Would you write out all the records again, exactly?

(Entries taken from a collection)
------

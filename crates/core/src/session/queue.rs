use std::collections::VecDeque;
use std::time::{Duration, Instant};

use parking_lot::{Condvar, Mutex};

use crate::error::{CastError, Result};
use crate::session::message::{Message, MessageId};

struct Delayed {
    deadline: Instant,
    message: Message,
}

#[derive(Default)]
struct QueueInner {
    messages: VecDeque<Message>,
    delayed: Vec<Delayed>,
    closed: bool,
}

impl QueueInner {
    /// Move delayed messages whose deadline has passed to the back of the
    /// queue, earliest first.
    fn promote_due(&mut self, now: Instant) {
        if self.delayed.is_empty() {
            return;
        }
        self.delayed.sort_by_key(|d| d.deadline);
        let due = self.delayed.partition_point(|d| d.deadline <= now);
        for delayed in self.delayed.drain(..due) {
            self.messages.push_back(delayed.message);
        }
    }
}

/// FIFO message queue feeding one session worker.
///
/// Supports delayed messages, removal by id and pushing deferred messages
/// back to the front.
#[derive(Default)]
pub struct MessageQueue {
    inner: Mutex<QueueInner>,
    ready: Condvar,
}

impl MessageQueue {
    pub fn new() -> Self {
        Self::default()
    }

    pub fn post(&self, message: Message) -> Result<()> {
        let mut inner = self.inner.lock();
        if inner.closed {
            return Err(CastError::SessionClosed);
        }
        inner.messages.push_back(message);
        self.ready.notify_one();
        Ok(())
    }

    pub fn post_delayed(&self, message: Message, delay: Duration) -> Result<()> {
        let mut inner = self.inner.lock();
        if inner.closed {
            return Err(CastError::SessionClosed);
        }
        inner.delayed.push(Delayed {
            deadline: Instant::now() + delay,
            message,
        });
        self.ready.notify_one();
        Ok(())
    }

    /// Put `messages` ahead of everything queued, keeping their order.
    pub fn post_front(&self, messages: Vec<Message>) {
        let mut inner = self.inner.lock();
        for message in messages.into_iter().rev() {
            inner.messages.push_front(message);
        }
        self.ready.notify_one();
    }

    /// Drop every queued or delayed message with `id`.
    pub fn remove(&self, id: MessageId) {
        let mut inner = self.inner.lock();
        inner.messages.retain(|m| m.id != id);
        inner.delayed.retain(|d| d.message.id != id);
    }

    pub fn has_delayed(&self, id: MessageId) -> bool {
        self.inner.lock().delayed.iter().any(|d| d.message.id == id)
    }

    /// Block until a message is due. `None` once the queue is closed.
    pub fn next(&self) -> Option<Message> {
        let mut inner = self.inner.lock();
        loop {
            if inner.closed {
                return None;
            }
            inner.promote_due(Instant::now());
            if let Some(message) = inner.messages.pop_front() {
                return Some(message);
            }
            match inner.delayed.iter().map(|d| d.deadline).min() {
                Some(deadline) => {
                    self.ready.wait_until(&mut inner, deadline);
                }
                None => self.ready.wait(&mut inner),
            }
        }
    }

    /// Next message if one is due now.
    pub fn try_next(&self) -> Option<Message> {
        let mut inner = self.inner.lock();
        if inner.closed {
            return None;
        }
        inner.promote_due(Instant::now());
        inner.messages.pop_front()
    }

    /// Stop the queue. Pending messages are dropped and later posts fail.
    pub fn close(&self) {
        let mut inner = self.inner.lock();
        inner.closed = true;
        inner.messages.clear();
        inner.delayed.clear();
        self.ready.notify_all();
    }
}

#[cfg(test)]
mod tests {
    use super::*;
    use std::sync::Arc;
    use std::thread;

    fn msg(id: MessageId) -> Message {
        Message::new(id)
    }

    #[test]
    fn deferred_messages_jump_the_queue_in_order() {
        let queue = MessageQueue::new();
        queue.post(msg(MessageId::Pause)).unwrap();
        queue.post_front(vec![msg(MessageId::Connect), msg(MessageId::Play)]);

        let order: Vec<_> = std::iter::from_fn(|| queue.try_next())
            .map(|m| m.id)
            .collect();
        assert_eq!(
            order,
            vec![MessageId::Connect, MessageId::Play, MessageId::Pause]
        );
    }

    #[test]
    fn removed_timeout_never_fires() {
        let queue = MessageQueue::new();
        queue
            .post_delayed(msg(MessageId::ConnectTimeout), Duration::from_millis(10))
            .unwrap();
        assert!(queue.has_delayed(MessageId::ConnectTimeout));
        queue.remove(MessageId::ConnectTimeout);
        thread::sleep(Duration::from_millis(20));
        assert!(queue.try_next().is_none());
    }

    #[test]
    fn delayed_message_wakes_blocked_reader() {
        let queue = Arc::new(MessageQueue::new());
        queue
            .post_delayed(msg(MessageId::ConnectTimeout), Duration::from_millis(20))
            .unwrap();
        let started = Instant::now();
        assert_eq!(queue.next().map(|m| m.id), Some(MessageId::ConnectTimeout));
        assert!(started.elapsed() >= Duration::from_millis(20));
    }

    #[test]
    fn close_wakes_reader_and_rejects_posts() {
        let queue = Arc::new(MessageQueue::new());
        let reader = {
            let queue = queue.clone();
            thread::spawn(move || queue.next())
        };
        thread::sleep(Duration::from_millis(10));
        queue.close();
        assert!(reader.join().unwrap().is_none());
        assert!(matches!(
            queue.post(msg(MessageId::Play)),
            Err(CastError::SessionClosed)
        ));
    }
}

------

Your solution:
filename crates/core/src/session/queue.rs
use std::collections::VecDeque;
use std::time::{Duration, Instant};

use parking_lot::{Condvar, Mutex};

use crate::error::{CastError, Result};
use crate::session::message::{Message, MessageId};

struct Delayed {
    deadline: Instant,
    message: Message,
}

#[derive(Default)]
struct QueueInner {
    messages: VecDeque<Message>,
    delayed: Vec<Delayed>,
    closed: bool,
}

impl QueueInner {
    /// Move delayed messages whose deadline has passed to the back of the
    /// queue, earliest first.
    fn promote_due(&mut self, now: Instant) {
        if self.delayed.is_empty() {
            return;
        }
        self.delayed.sort_by_key(|d| d.deadline);
        let due = self.delayed.partition_point(|d| d.deadline <= now);
        for delayed in self.delayed.drain(..due) {
            self.messages.push_back(delayed.message);
        }
    }
}

/// FIFO message queue feeding one session worker.
///
/// Supports delayed messages, removal by id and pushing deferred messages
/// back to the front.
#[derive(Default)]
pub struct MessageQueue {
    inner: Mutex<QueueInner>,
    ready: Condvar,
}

impl MessageQueue {
    pub fn new() -> Self {
        Self::default()
    }

    pub fn post(&self, message: Message) -> Result<()> {
        let mut inner = self.inner.lock();
        if inner.closed {
            return Err(CastError::SessionClosed);
        }
        inner.messages.push_back(message);
        self.ready.notify_one();
        Ok(())
    }

    pub fn post_delayed(&self, message: Message, delay: Duration) -> Result<()> {
        let mut inner = self.inner.lock();
        if inner.closed {
            return Err(CastError::SessionClosed);
        }
        inner.delayed.push(Delayed {
            deadline: Instant::now() + delay,
            message,
        });
        self.ready.notify_one();
        Ok(())
    }

    /// Put `messages` ahead of everything queued, keeping their order.
    pub fn post_front(&self, messages: Vec<Message>) {
        let mut inner = self.inner.lock();
        for message in messages.into_iter().rev() {
            inner.messages.push_front(message);
        }
        self.ready.notify_one();
    }

    /// Drop every queued or delayed message with `id`.
    pub fn remove(&self, id: MessageId) {
        let mut inner = self.inner.lock();
        inner.messages.retain(|m| m.id != id);
        inner.delayed.retain(|d| d.message.id != id);
    }

    pub fn has_delayed(&self, id: MessageId) -> bool {
        self.inner.lock().delayed.iter().any(|d| d.message.id == id)
    }

    /// Block until a message is due. `None` once the queue is closed.
    pub fn next(&self) -> Option<Message> {
        let mut inner = self.inner.lock();
        loop {
            if inner.closed {
                return None;
            }
            inner.promote_due(Instant::now());
            if let Some(message) = inner.messages.pop_front() {
                return Some(message);
            }
            match inner.delayed.iter().map(|d| d.deadline).min() {
                Some(deadline) => {
                    self.ready.wait_until(&mut inner, deadline);
                }
                None => self.ready.wait(&mut inner),
            }
        }
    }

    /// Next message if one is due now.
    pub fn try_next(&self) -> Option<Message> {
        let mut inner = self.inner.lock();
        if inner.closed {
            return None;
        }
        inner.promote_due(Instant::now());
        inner.messages.pop_front()
    }

    /// Stop the queue. Pending messages are dropped and later posts fail.
    pub fn close(&self) {
        let mut inner = self.inner.lock();
        inner.closed = true;
        inner.messages.clear();
        inner.delayed.clear();
        self.ready.notify_all();
    }
}

#[cfg(test)]
mod tests {
    use super::*;
    use std::sync::Arc;
    use std::thread;

    fn msg(id: MessageId) -> Message {
        Message::new(id)
    }

    #[test]
    fn deferred_messages_jump_the_queue_in_order() {
        let queue = MessageQueue::new();
        queue.post(msg(MessageId::Pause)).unwrap();
        queue.post_front(vec![msg(MessageId::Connect), msg(MessageId::Play)]);

        let order: Vec<_> = std::iter::from_fn(|| queue.try_next())
            .map(|m| m.id)
            .collect();
        assert_eq!(
            order,
            vec![MessageId::Connect, MessageId::Play, MessageId::Pause]
        );
    }

    #[test]
    fn removed_timeout_never_fires() {
        let queue = MessageQueue::new();
        queue
            .post_delayed(msg(MessageId::ConnectTimeout), Duration::from_millis(10))
            .unwrap();
        assert!(queue.has_delayed(MessageId::ConnectTimeout));
        queue.remove(MessageId::ConnectTimeout);
        thread::sleep(Duration::from_millis(20));
        assert!(queue.try_next().is_none());
    }

    #[test]
    fn delayed_message_wakes_blocked_reader() {
        let queue = Arc::new(MessageQueue::new());
        queue
            .post_delayed(msg(MessageId::ConnectTimeout), Duration::from_millis(20))
            .unwrap();
        let started = Instant::now();
        assert_eq!(queue.next().map(|m| m.id), Some(MessageId::ConnectTimeout));
        assert!(started.elapsed() >= Duration::from_millis(20));
    }

    #[test]
    fn close_wakes_reader_and_rejects_posts() {
        let queue = Arc::new(MessageQueue::new());
        let reader = {
            let queue = queue.clone();
            thread::spawn(move || queue.next())
        };
        thread::sleep(Duration::from_millis(10));
        queue.close();
        assert!(reader.join().unwrap().is_none());
        assert!(matches!(
            queue.post(msg(MessageId::Play)),
            Err(CastError::SessionClosed)
        ));
    }
}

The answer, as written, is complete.